Work item = Below are records; count the lines that hold the string "DefaultOnRequest" and give only the count.

***** Data section

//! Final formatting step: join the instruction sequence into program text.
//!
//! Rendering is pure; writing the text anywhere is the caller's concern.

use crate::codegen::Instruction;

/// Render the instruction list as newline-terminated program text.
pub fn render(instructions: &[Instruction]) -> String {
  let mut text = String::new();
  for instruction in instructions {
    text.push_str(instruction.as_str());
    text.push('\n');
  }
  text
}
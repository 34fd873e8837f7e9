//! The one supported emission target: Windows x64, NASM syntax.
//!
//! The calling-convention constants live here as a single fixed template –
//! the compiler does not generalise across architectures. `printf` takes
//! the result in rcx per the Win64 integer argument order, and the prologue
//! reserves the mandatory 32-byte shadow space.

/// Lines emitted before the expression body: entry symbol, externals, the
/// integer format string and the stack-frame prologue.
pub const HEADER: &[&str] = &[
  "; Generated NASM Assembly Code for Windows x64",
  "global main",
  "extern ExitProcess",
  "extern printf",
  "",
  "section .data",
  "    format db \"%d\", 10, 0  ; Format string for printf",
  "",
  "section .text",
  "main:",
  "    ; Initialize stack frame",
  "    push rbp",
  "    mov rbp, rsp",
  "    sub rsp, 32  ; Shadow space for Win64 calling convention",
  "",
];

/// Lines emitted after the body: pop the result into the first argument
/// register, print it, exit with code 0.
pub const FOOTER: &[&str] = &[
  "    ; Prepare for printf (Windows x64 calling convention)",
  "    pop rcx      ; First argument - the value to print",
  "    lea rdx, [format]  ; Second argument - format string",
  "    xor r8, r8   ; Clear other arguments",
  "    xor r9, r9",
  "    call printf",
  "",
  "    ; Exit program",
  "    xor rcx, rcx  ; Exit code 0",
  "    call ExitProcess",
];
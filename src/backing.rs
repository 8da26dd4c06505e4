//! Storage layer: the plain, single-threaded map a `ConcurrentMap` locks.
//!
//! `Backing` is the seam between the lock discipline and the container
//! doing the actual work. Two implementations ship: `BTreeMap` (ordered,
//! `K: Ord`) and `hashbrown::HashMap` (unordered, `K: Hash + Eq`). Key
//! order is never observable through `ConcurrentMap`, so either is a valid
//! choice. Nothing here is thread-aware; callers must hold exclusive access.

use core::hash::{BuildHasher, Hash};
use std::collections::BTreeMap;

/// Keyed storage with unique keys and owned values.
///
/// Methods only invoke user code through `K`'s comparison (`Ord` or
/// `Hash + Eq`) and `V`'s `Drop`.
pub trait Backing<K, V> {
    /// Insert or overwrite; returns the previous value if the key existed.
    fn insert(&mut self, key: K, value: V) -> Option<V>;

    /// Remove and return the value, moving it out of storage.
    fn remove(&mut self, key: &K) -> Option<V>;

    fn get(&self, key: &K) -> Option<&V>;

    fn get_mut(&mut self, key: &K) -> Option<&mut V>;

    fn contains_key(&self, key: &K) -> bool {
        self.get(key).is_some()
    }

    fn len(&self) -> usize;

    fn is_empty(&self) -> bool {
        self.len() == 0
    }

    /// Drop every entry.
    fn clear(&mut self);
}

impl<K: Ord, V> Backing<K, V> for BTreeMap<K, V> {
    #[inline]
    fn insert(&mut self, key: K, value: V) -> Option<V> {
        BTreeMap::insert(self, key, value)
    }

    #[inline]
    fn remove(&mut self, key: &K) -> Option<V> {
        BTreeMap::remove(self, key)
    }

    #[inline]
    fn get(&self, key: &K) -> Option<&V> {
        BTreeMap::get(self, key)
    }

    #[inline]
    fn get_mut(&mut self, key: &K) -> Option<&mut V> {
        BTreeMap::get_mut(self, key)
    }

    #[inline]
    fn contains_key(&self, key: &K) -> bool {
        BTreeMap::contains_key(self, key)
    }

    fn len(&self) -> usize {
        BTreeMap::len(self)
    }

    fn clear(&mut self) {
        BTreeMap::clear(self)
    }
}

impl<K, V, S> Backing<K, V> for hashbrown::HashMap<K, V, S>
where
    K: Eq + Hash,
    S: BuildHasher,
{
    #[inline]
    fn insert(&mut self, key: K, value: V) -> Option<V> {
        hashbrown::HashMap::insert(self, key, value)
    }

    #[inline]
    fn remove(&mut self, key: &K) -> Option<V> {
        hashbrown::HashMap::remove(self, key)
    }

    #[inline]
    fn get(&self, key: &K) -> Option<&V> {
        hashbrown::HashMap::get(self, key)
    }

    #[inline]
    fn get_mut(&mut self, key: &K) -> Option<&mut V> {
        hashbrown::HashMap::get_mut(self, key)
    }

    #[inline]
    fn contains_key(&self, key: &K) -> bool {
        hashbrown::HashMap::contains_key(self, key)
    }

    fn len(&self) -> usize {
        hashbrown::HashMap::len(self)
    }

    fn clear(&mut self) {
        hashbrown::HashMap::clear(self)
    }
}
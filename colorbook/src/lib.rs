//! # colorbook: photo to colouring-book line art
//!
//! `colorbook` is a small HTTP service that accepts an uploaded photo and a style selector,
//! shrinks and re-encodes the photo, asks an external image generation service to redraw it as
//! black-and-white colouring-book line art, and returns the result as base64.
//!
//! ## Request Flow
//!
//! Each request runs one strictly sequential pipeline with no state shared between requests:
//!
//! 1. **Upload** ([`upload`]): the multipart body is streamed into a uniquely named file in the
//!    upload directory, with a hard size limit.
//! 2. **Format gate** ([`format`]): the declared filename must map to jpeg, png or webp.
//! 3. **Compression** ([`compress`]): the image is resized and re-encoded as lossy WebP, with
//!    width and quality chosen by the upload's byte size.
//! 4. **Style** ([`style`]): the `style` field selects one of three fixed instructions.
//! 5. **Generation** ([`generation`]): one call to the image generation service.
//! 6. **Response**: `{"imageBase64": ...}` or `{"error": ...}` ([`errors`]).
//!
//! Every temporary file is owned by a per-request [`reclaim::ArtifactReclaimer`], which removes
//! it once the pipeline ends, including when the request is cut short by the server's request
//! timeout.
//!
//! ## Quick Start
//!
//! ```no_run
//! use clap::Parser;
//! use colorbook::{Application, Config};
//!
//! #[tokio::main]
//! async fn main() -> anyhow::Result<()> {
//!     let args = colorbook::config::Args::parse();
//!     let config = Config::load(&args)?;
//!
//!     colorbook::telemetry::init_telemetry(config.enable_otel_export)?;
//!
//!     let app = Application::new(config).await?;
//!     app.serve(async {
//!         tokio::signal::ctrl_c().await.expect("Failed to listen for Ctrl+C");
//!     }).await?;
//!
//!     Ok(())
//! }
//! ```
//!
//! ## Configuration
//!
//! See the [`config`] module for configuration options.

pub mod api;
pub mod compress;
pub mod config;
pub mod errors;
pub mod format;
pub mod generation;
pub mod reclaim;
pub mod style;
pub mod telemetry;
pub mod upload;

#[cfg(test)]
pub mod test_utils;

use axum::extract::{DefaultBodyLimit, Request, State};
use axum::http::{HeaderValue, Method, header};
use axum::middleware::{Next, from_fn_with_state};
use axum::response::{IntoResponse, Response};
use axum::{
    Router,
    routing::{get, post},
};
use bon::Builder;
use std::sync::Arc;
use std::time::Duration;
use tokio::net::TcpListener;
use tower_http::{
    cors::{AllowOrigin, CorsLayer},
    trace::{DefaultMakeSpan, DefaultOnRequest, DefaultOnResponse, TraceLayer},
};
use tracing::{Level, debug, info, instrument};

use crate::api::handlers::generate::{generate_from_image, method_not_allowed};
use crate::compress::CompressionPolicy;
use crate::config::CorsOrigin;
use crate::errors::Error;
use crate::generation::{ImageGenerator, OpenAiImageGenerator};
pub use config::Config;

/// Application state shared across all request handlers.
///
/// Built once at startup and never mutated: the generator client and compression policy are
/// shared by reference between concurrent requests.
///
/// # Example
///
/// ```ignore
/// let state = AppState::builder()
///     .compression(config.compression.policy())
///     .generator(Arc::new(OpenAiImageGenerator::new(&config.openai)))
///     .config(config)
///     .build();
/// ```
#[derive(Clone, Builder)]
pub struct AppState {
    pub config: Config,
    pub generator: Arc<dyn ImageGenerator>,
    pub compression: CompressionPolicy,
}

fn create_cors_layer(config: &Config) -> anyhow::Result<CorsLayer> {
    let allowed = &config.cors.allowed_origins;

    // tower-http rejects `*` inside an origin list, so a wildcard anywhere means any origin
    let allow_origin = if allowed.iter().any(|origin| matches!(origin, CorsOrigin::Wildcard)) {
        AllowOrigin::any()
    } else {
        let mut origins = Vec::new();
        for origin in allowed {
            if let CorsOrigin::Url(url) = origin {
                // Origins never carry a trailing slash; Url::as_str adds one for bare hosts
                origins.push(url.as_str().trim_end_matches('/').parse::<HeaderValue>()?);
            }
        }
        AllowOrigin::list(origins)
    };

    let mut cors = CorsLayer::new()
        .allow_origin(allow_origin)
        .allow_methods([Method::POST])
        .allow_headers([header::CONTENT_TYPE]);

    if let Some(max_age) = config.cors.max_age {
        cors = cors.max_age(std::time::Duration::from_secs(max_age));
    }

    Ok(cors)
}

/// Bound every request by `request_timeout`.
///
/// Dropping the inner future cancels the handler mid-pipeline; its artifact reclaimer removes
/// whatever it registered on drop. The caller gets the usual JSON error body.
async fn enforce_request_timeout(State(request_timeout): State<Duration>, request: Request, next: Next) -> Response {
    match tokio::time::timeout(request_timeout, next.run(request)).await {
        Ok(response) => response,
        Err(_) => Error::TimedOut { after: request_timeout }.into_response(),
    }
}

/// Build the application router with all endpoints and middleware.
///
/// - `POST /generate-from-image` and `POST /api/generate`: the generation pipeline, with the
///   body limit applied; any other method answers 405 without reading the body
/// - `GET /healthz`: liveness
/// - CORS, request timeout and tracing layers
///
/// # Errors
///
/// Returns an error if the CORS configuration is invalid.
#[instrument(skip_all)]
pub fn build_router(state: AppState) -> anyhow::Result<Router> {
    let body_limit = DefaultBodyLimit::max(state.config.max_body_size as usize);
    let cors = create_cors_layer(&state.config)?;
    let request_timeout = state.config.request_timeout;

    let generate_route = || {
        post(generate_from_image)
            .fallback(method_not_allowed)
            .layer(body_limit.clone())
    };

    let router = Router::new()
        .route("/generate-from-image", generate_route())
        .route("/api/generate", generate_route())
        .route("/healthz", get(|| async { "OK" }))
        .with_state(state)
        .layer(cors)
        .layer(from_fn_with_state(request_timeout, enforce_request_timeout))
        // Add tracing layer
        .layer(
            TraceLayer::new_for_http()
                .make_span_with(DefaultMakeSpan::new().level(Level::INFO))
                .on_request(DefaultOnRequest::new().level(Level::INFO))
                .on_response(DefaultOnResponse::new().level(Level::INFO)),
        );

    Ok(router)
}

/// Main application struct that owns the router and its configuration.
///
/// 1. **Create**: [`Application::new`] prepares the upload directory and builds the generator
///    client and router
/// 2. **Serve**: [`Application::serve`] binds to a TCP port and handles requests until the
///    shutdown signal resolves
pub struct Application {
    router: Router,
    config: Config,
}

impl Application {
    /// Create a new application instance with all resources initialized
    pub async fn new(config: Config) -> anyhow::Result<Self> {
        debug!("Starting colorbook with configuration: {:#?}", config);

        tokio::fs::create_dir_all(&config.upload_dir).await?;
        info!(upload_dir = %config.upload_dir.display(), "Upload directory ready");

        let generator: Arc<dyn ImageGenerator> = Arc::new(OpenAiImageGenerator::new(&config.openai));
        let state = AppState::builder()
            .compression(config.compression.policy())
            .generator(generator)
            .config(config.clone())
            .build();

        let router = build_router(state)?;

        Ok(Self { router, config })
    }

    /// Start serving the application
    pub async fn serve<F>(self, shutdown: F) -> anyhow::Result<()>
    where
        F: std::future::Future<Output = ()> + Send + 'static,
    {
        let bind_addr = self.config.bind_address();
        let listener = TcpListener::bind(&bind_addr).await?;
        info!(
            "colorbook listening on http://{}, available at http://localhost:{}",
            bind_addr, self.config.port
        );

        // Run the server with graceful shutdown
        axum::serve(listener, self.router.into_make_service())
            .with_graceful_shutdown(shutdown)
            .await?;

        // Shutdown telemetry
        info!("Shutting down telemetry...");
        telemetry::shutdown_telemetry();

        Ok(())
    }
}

**********

Answer for this exercise = 2